4      TABLOID: anagram of BAD LOT I
5       HOCKNEY: substitute O for A in ‘hackney’, which I knew as a carriage but hadn’t realised it was a horse. With  the reference to the Plantagenets earlier, ‘My kingdom for a horse!’ sprang immediately to mind.
6       BERYL: BE [live] + RY + L
7       YEOVILTON: anagram of TO LIVE [‘dangerously’ made a lovely anagram indicator here] inside YON [that]
10      HYDROTHERAPY: [Philip] ROTH in HYDE [Earl of Clarendon, father-in-law of James II] + anagram of PRAY
14      HEMISTICH: HEM I STI[t]CH: the picture this conjured up – of Araucaria doing embroidery – certainly had me in stitches! I think perhaps ‘needlework’ would have been preferable, because hems don’t really feature in  embroidery but I don’t want to delve too deeply and ruin the image. A hemistich is a half-line of poetry.
1 8    CURRANT: CUR [dog] RAN] T[ime] Initially I was unhappy about ‘against’ introducing ‘time’ but then very dimly remembered that I think we said in primary school, ‘I’ll  run you to that lamp-post’, making ‘run’ a transitive verb [= ‘race’] but I may be misremembering and it may be dialect. I resorted to Chambers and found ‘chase’, hidden very deep.
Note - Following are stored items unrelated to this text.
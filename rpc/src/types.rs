//! Wire types of the upstream node's RPC surface

use serde::{Deserialize, Serialize};

/// Asset id of the native Lodestone asset, the only asset paid out
pub const NATIVE_ASSET_ID: &str =
    "51f33a2f14f92735e562dc658a5639279ddca3d5079a6d1242b2a588a9cbf44c";

/// Result of `miner/submitBlock`
#[derive(Debug, Clone, Serialize, Deserialize)]
#[serde(rename_all = "camelCase")]
pub struct SubmitBlockResult {
    /// Whether the node accepted the block
    pub added: bool,

    /// Rejection reason when not added
    #[serde(default, skip_serializing_if = "Option::is_none")]
    pub reason: Option<String>,
}

/// Result of `wallet/getAccountBalance`
#[derive(Debug, Clone, Serialize, Deserialize)]
#[serde(rename_all = "camelCase")]
pub struct AccountBalance {
    /// Confirmed balance in native units, decimal string
    pub confirmed: String,

    /// Spendable balance in native units, decimal string
    pub available: String,
}

/// One recipient of a payout transaction
#[derive(Debug, Clone, PartialEq, Eq, Serialize, Deserialize)]
#[serde(rename_all = "camelCase")]
pub struct TransactionOutput {
    /// Recipient payout address
    pub public_address: String,

    /// Amount in native units
    pub amount: u64,

    /// Human-readable memo
    pub memo: String,

    /// Asset being transferred
    pub asset_id: String,
}

/// Request body of `wallet/sendTransaction`
#[derive(Debug, Clone, Serialize, Deserialize)]
#[serde(rename_all = "camelCase")]
pub struct SendTransactionRequest {
    /// Source account; the node's default account when absent
    #[serde(default, skip_serializing_if = "Option::is_none")]
    pub account: Option<String>,

    /// Recipients
    pub outputs: Vec<TransactionOutput>,

    /// Fee in native units
    pub fee: u64,

    /// Sequences until the transaction expires unconfirmed
    #[serde(default, skip_serializing_if = "Option::is_none")]
    pub expiration_delta: Option<u32>,
}

/// Result of `wallet/sendTransaction`
#[derive(Debug, Clone, Serialize, Deserialize)]
#[serde(rename_all = "camelCase")]
pub struct SendTransactionResponse {
    /// Hash of the created transaction
    pub hash: String,
}

/// Result of `chain/getBlockInfo`
#[derive(Debug, Clone, Copy, Serialize, Deserialize)]
#[serde(rename_all = "camelCase")]
pub struct BlockInfo {
    /// Whether the block is on the main chain
    pub main: bool,

    /// Whether the block is buried past the confirmation depth
    pub confirmed: bool,
}

/// Result of `wallet/getTransactionStatus`
#[derive(Debug, Clone, Copy, Serialize, Deserialize)]
#[serde(rename_all = "camelCase")]
pub struct TransactionStatusInfo {
    /// Whether the transaction is confirmed on the main chain
    pub confirmed: bool,

    /// Whether the transaction expired unconfirmed
    pub expired: bool,
}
19      EYE-BEAM: this was not what I expected: I thought that EYE was going to mean ‘glance’ and that an eye-beam  was something at the side of a joist and I’d somehow got to equate ‘beam’ with ‘detective’. But it turns out that EYE-BEAM is a glance, so it’s EYE [detective, as in private eye] + BEAM [joist] which leaves me rather unhappy with ‘on side of ‘in a down clue.  Edit – please see comment 7, which makes perfect sense – thanks, Neil
22     IDLER: ID [Identity: ‘who’s who’] + LE [‘the’ French] + R[ight]
24     PANIC: [his] PANIC: I can’t believe this was one of my last ones to parse!